Lei accettò l’invito.

«Lo sa, quello che è successo non mi sorprende affatto. Mio marito era un alcolizzato. Cinquantadue anni, e alla fine morì. Odio il fatto che Nancy abbia seguito i suoi passi».

«Non è esattamente una sce…».

«Ho sentito tutto e ho capito. Fa parte del corredo genetico, o roba del genere. Non lo capisco bene, ma sono cose che odio in ogni caso». Guardò verso la finestra, come se stesse osservando un ricordo che prendeva forma. «Nancy è una brava persona. Era una ragazza buonissima. Fino alla nascita di Michelle non aveva mai bevuto, né assunto altre sostanze. Non so. Forse per lei era un peso troppo grande, tirare su una bambina e tutto il resto. Avrei dovuto starle più vicino». Nola appoggiò una mano sulla gamba di Danica. «Facciamo ciò che possiamo, giusto?»

«Nola, lei viveva a due ore di strada da sua figlia quando nacque Michelle, giusto? Me lo ha detto sua nipote».

«Sì, è vero. Ma il senso di colpa materno è profondo. Cerco di rimediare con Michelle. È una brava ragazza. Ho paura, però, che possa iniziare a bere come sua madre». Nola prese un bicchiere d’acqua dal comodino e ne bevve un sorso.
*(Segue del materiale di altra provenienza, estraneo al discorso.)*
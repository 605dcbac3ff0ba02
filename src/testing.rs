/// file: src/testing.rs
/// description: Scripted in-memory fakes for the session, store and sink seams.
use crate::config::HarvestConfig;
use crate::models::{AppError, CleanRow, RawRow, RecordKey, RowRange};
use crate::publisher::{Appended, DeltaMode, RecordStore};
use crate::runner::RowSink;
use crate::session::PageSession;
use async_trait::async_trait;
use std::collections::{HashMap, HashSet};
use std::time::Duration;

pub fn test_harvest_config() -> HarvestConfig {
    HarvestConfig {
        loader_selector: None,
        item_wait_timeout: Duration::from_millis(20),
        settle: Duration::ZERO,
        stall_limit: 3,
        max_scrolls: 40,
        ..HarvestConfig::default()
    }
}

// ---------------------------------------------------------------------------
// Session
// ---------------------------------------------------------------------------

/// Item count as a function of scrolls performed on the current page.
#[derive(Debug, Clone)]
pub enum CountScript {
    Constant(usize),
    Growing { start: usize },
    /// Indexed by scroll count; the last value repeats.
    Sequence(Vec<usize>),
}

impl CountScript {
    fn at(&self, scrolls: u32) -> usize {
        match self {
            CountScript::Constant(n) => *n,
            CountScript::Growing { start } => start + scrolls as usize,
            CountScript::Sequence(seq) => {
                let i = (scrolls as usize).min(seq.len().saturating_sub(1));
                seq.get(i).copied().unwrap_or(0)
            }
        }
    }
}

#[derive(Debug, Clone, Copy)]
pub enum FakeFailure {
    Navigation,
    SelectorTimeout,
    /// Any DOM call on this page fails; not a per-target error.
    BrowserCrash,
    /// Scrolls beyond this many fail.
    ScrollAfter(u32),
    /// The list attaches but its texts cannot be read.
    TextsUnreadable,
}

#[derive(Debug, Clone)]
pub struct FakePage {
    counts: CountScript,
    failure: Option<FakeFailure>,
    /// Loader selector and its match count, indexed by polls since the
    /// last load or scroll.
    loader: Option<(String, CountScript)>,
}

impl FakePage {
    pub fn new(counts: CountScript) -> Self {
        Self {
            counts,
            failure: None,
            loader: None,
        }
    }

    pub fn failing(mut self, failure: FakeFailure) -> Self {
        self.failure = Some(failure);
        self
    }

    pub fn with_loader(mut self, selector: &str, counts: CountScript) -> Self {
        self.loader = Some((selector.to_string(), counts));
        self
    }
}

#[derive(Debug, Default)]
pub struct FakeSession {
    pages: HashMap<String, FakePage>,
    current: Option<FakePage>,
    page_scrolls: u32,
    loader_polls: u32,
    pub loads: Vec<String>,
    pub loader_checks: u32,
    pub scroll_calls: u32,
    pub text_reads: u32,
}

impl FakeSession {
    pub fn new() -> Self {
        Self::default()
    }

    pub fn with_page(mut self, url: &str, page: FakePage) -> Self {
        self.pages.insert(url.to_string(), page);
        self
    }

    fn page(&self) -> Result<&FakePage, AppError> {
        let page = self
            .current
            .as_ref()
            .ok_or_else(|| AppError::Browser("no page loaded".into()))?;
        if matches!(page.failure, Some(FakeFailure::BrowserCrash)) {
            return Err(AppError::Browser("target crashed".into()));
        }
        Ok(page)
    }
}

#[async_trait]
impl PageSession for FakeSession {
    async fn load(&mut self, url: &str) -> Result<(), AppError> {
        self.loads.push(url.to_string());
        self.page_scrolls = 0;
        self.loader_polls = 0;
        self.current = self.pages.get(url).cloned();
        match self.current.as_ref().and_then(|p| p.failure) {
            Some(FakeFailure::Navigation) => Err(AppError::Navigation {
                url: url.to_string(),
                reason: "timed out".into(),
            }),
            _ if self.current.is_none() => Err(AppError::Navigation {
                url: url.to_string(),
                reason: "unknown page".into(),
            }),
            _ => Ok(()),
        }
    }

    async fn wait_for_any_item(
        &mut self,
        selector: &str,
        timeout: Duration,
    ) -> Result<(), AppError> {
        let page = self.page()?;
        if matches!(page.failure, Some(FakeFailure::SelectorTimeout))
            || page.counts.at(0) == 0
        {
            return Err(AppError::SelectorTimeout {
                selector: selector.to_string(),
                timeout_ms: timeout.as_millis() as u64,
            });
        }
        Ok(())
    }

    async fn count_items(&mut self, selector: &str) -> Result<usize, AppError> {
        let (scrolls, polls) = (self.page_scrolls, self.loader_polls);
        let page = self.page()?;
        let loader_count = match &page.loader {
            Some((loader, script)) if loader == selector => Some(script.at(polls)),
            _ => None,
        };
        let item_count = page.counts.at(scrolls);
        match loader_count {
            Some(n) => {
                self.loader_polls += 1;
                self.loader_checks += 1;
                Ok(n)
            }
            None => Ok(item_count),
        }
    }

    async fn read_item_texts(&mut self, _selector: &str) -> Result<Vec<String>, AppError> {
        self.text_reads += 1;
        if matches!(self.page()?.failure, Some(FakeFailure::TextsUnreadable)) {
            return Err(AppError::Browser("text extraction failed".into()));
        }
        let n = self.count_items("").await?;
        Ok((0..n).map(|i| format!("Company {i}")).collect())
    }

    async fn scroll_one_viewport(&mut self, _anchor_selector: &str) -> Result<(), AppError> {
        self.scroll_calls += 1;
        let failure = self.page()?.failure;
        if let Some(FakeFailure::ScrollAfter(n)) = failure
            && self.page_scrolls >= n
        {
            return Err(AppError::Browser("scroll script failed".into()));
        }
        self.page_scrolls += 1;
        self.loader_polls = 0;
        Ok(())
    }
}

// ---------------------------------------------------------------------------
// Store
// ---------------------------------------------------------------------------

#[derive(Debug, Default)]
pub struct MemoryStore {
    pub rows: tokio::sync::Mutex<Vec<CleanRow>>,
    pub delta: tokio::sync::Mutex<Vec<CleanRow>>,
    pub marked: tokio::sync::Mutex<Vec<RowRange>>,
    pub fail_appends: bool,
    /// Keys another writer stores between the key read and the append.
    pub concurrent_keys: HashSet<RecordKey>,
}

#[async_trait]
impl RecordStore for MemoryStore {
    async fn read_all_keys(&self) -> Result<HashSet<RecordKey>, AppError> {
        Ok(self.rows.lock().await.iter().map(CleanRow::key).collect())
    }

    async fn append_rows(&self, rows: &[CleanRow]) -> Result<Appended, AppError> {
        if self.fail_appends {
            return Err(AppError::Io(std::io::Error::other("store offline")));
        }
        let inserted: Vec<CleanRow> = rows
            .iter()
            .filter(|r| !self.concurrent_keys.contains(&r.key()))
            .cloned()
            .collect();
        let mut stored = self.rows.lock().await;
        let start = stored.len() as i64 + 1;
        stored.extend_from_slice(&inserted);
        let range = if inserted.is_empty() {
            RowRange { start: 0, end: -1 }
        } else {
            RowRange {
                start,
                end: stored.len() as i64,
            }
        };
        Ok(Appended {
            range,
            rows: inserted,
        })
    }

    async fn write_delta(&self, rows: &[CleanRow], mode: DeltaMode) -> Result<(), AppError> {
        let mut delta = self.delta.lock().await;
        if mode == DeltaMode::Replace {
            delta.clear();
        }
        delta.extend_from_slice(rows);
        Ok(())
    }

    async fn mark_range(&self, range: RowRange) -> Result<(), AppError> {
        self.marked.lock().await.push(range);
        Ok(())
    }
}

// ---------------------------------------------------------------------------
// Sink
// ---------------------------------------------------------------------------

#[derive(Debug, Default)]
pub struct MemorySink {
    pub flushes: Vec<Vec<RawRow>>,
}

impl MemorySink {
    pub fn rows(&self) -> Vec<RawRow> {
        self.flushes.iter().flatten().cloned().collect()
    }
}

#[async_trait]
impl RowSink for MemorySink {
    async fn write_rows(&mut self, rows: &[RawRow]) -> Result<(), AppError> {
        self.flushes.push(rows.to_vec());
        Ok(())
    }
}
«Anch’io sono preoccupata. Non riesce a prendere in pugno la sua vita. Credo che se le insegniamo a riconoscere i pericoli, le probabilità che accada anche a lei… È una ragazza intelligente. Penso che capirà». Danica sperò che le sue parole fossero vere.

«Oppure no». Nola la guardò e alzò le spalle. «Se c’è una cosa che ho imparato nella vita è che possiamo insegnare, sperare e pregare, ma alla fine ogni persona decide delle proprie azioni».

«Sarebbe d’accordo se andassi a trovare Nancy?». Danica non era sicura che lo avrebbe fatto davvero ma stava riflettendo sulla possibilità che potesse essere utile.

«Ma certo. Nancy è molto contenta che Michelle abbia incontrato lei. Credo che voglia davvero cambiare la sua vita ma credo anche che sia un percorso difficile. Michelle si sta facendo grande e detesta sua madre, e questo fa soffrire molto Nancy. Ma la colpa, davvero, è sua. Ha un consiglio per una vecchia signora?».

Danica sospirò. «Non so. Continui ad amarla, continui a darle consigli». Guardò la foto sul comodino di Nola, suo marito e Nancy da bambina. «Ancora meglio, continui ad amare entrambe, a dare consigli a entrambe. Tutti hanno bisogno del supporto della famiglia». Mentre lo diceva, pensava a Kaylie, non a Nancy.